---------- DATA SHOWN

//! Environment-driven configuration.
//!
//! Every value has a default so the service can start with zero
//! configuration against a local Postgres/Kafka. No configuration value
//! affects core semantics beyond connectivity (spec §6).

use std::time::Duration;

#[derive(Debug, Clone)]
pub struct Config {
    pub server: ServerConfig,
    pub postgres: PostgresConfig,
    pub broker: BrokerConfig,
    pub log: LogConfig,
}

#[derive(Debug, Clone)]
pub struct ServerConfig {
    pub port: u16,
}

#[derive(Debug, Clone)]
pub struct LogConfig {
    pub level: String,
}

#[derive(Debug, Clone)]
pub struct PostgresConfig {
    pub host: String,
    pub port: u16,
    pub user: String,
    pub password: String,
    pub db_name: String,
    pub sslmode: String,
    pub max_connections: u32,
    pub acquire_timeout: Duration,
}

impl PostgresConfig {
    /// libpq-style connection URL for `sqlx::PgPool`.
    pub fn url(&self) -> String {
        format!(
            "postgres://{}:{}@{}:{}/{}?sslmode={}",
            self.user, self.password, self.host, self.port, self.db_name, self.sslmode
        )
    }
}

#[derive(Debug, Clone)]
pub struct BrokerConfig {
    pub bootstrap_brokers: Vec<String>,
}

/// Load `.env` (optional, logged if absent) then read `Config` from the
/// environment, falling back to defaults for anything unset.
pub fn load() -> Config {
    if dotenvy::dotenv().is_err() {
        tracing::debug!(".env file not found (optional)");
    }

    Config {
        server: ServerConfig {
            port: env_parsed("SERVER_PORT", 8080),
        },
        log: LogConfig {
            level: env_or("LOG_LEVEL", "info"),
        },
        postgres: PostgresConfig {
            host: env_or("POSTGRES_HOST", "localhost"),
            port: env_parsed("POSTGRES_PORT", 5432),
            user: env_or("POSTGRES_USER", "postgres"),
            password: env_or("POSTGRES_PASSWORD", "postgres"),
            db_name: env_or("POSTGRES_DB", "tps"),
            sslmode: env_or("POSTGRES_SSLMODE", "disable"),
            max_connections: env_parsed("POSTGRES_MAX_OPEN_CONNS", 25),
            acquire_timeout: Duration::from_secs(env_parsed("POSTGRES_ACQUIRE_TIMEOUT_SECS", 5)),
        },
        broker: BrokerConfig {
            bootstrap_brokers: env_or("KAFKA_BROKERS", "localhost:9092")
                .split(',')
                .map(str::to_string)
                .collect(),
        },
    }
}

fn env_or(key: &str, default: &str) -> String {
    std::env::var(key).unwrap_or_else(|_| default.to_string())
}

fn env_parsed<T: std::str::FromStr>(key: &str, default: T) -> T {
    match std::env::var(key) {
        Ok(val) => val.parse().unwrap_or_else(|_| {
            tracing::warn!(key, val, "invalid value for env var, using default");
            default
        }),
        Err(_) => default,
    }
}

#[cfg(test)]
mod tests {
    use super::*;

    #[test]
    fn postgres_url_format() {
        let cfg = PostgresConfig {
            host: "db".into(),
            port: 5432,
            user: "u".into(),
            password: "p".into(),
            db_name: "tps".into(),
            sslmode: "disable".into(),
            max_connections: 10,
            acquire_timeout: Duration::from_secs(5),
        };
        assert_eq!(cfg.url(), "postgres://u:p@db:5432/tps?sslmode=disable");
    }
}
use axum::Json;
use axum::response::{IntoResponse, Response};

use crate::api::dto::ErrorResponse;
use crate::error::TransferError;

/// Newtype so `TransferError` (defined once for the whole crate) can
/// implement `IntoResponse` without axum needing to live in `error.rs`.
pub struct ApiError(pub TransferError);

impl From<TransferError> for ApiError {
    fn from(e: TransferError) -> Self {
        ApiError(e)
    }
}

impl IntoResponse for ApiError {
    fn into_response(self) -> Response {
        let status = self.0.http_status();
        let body = ErrorResponse {
            code: self.0.code().to_string(),
            message: self.0.to_string(),
        };
        (status, Json(body)).into_response()
    }
}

--------------------

ABOUT THIS EXERCISE
Go through the listing above and copy each line where the string "ApiError" appears.

WRITTEN ANSWER
pub struct ApiError(pub TransferError);
impl From<TransferError> for ApiError {
        ApiError(e)
impl IntoResponse for ApiError {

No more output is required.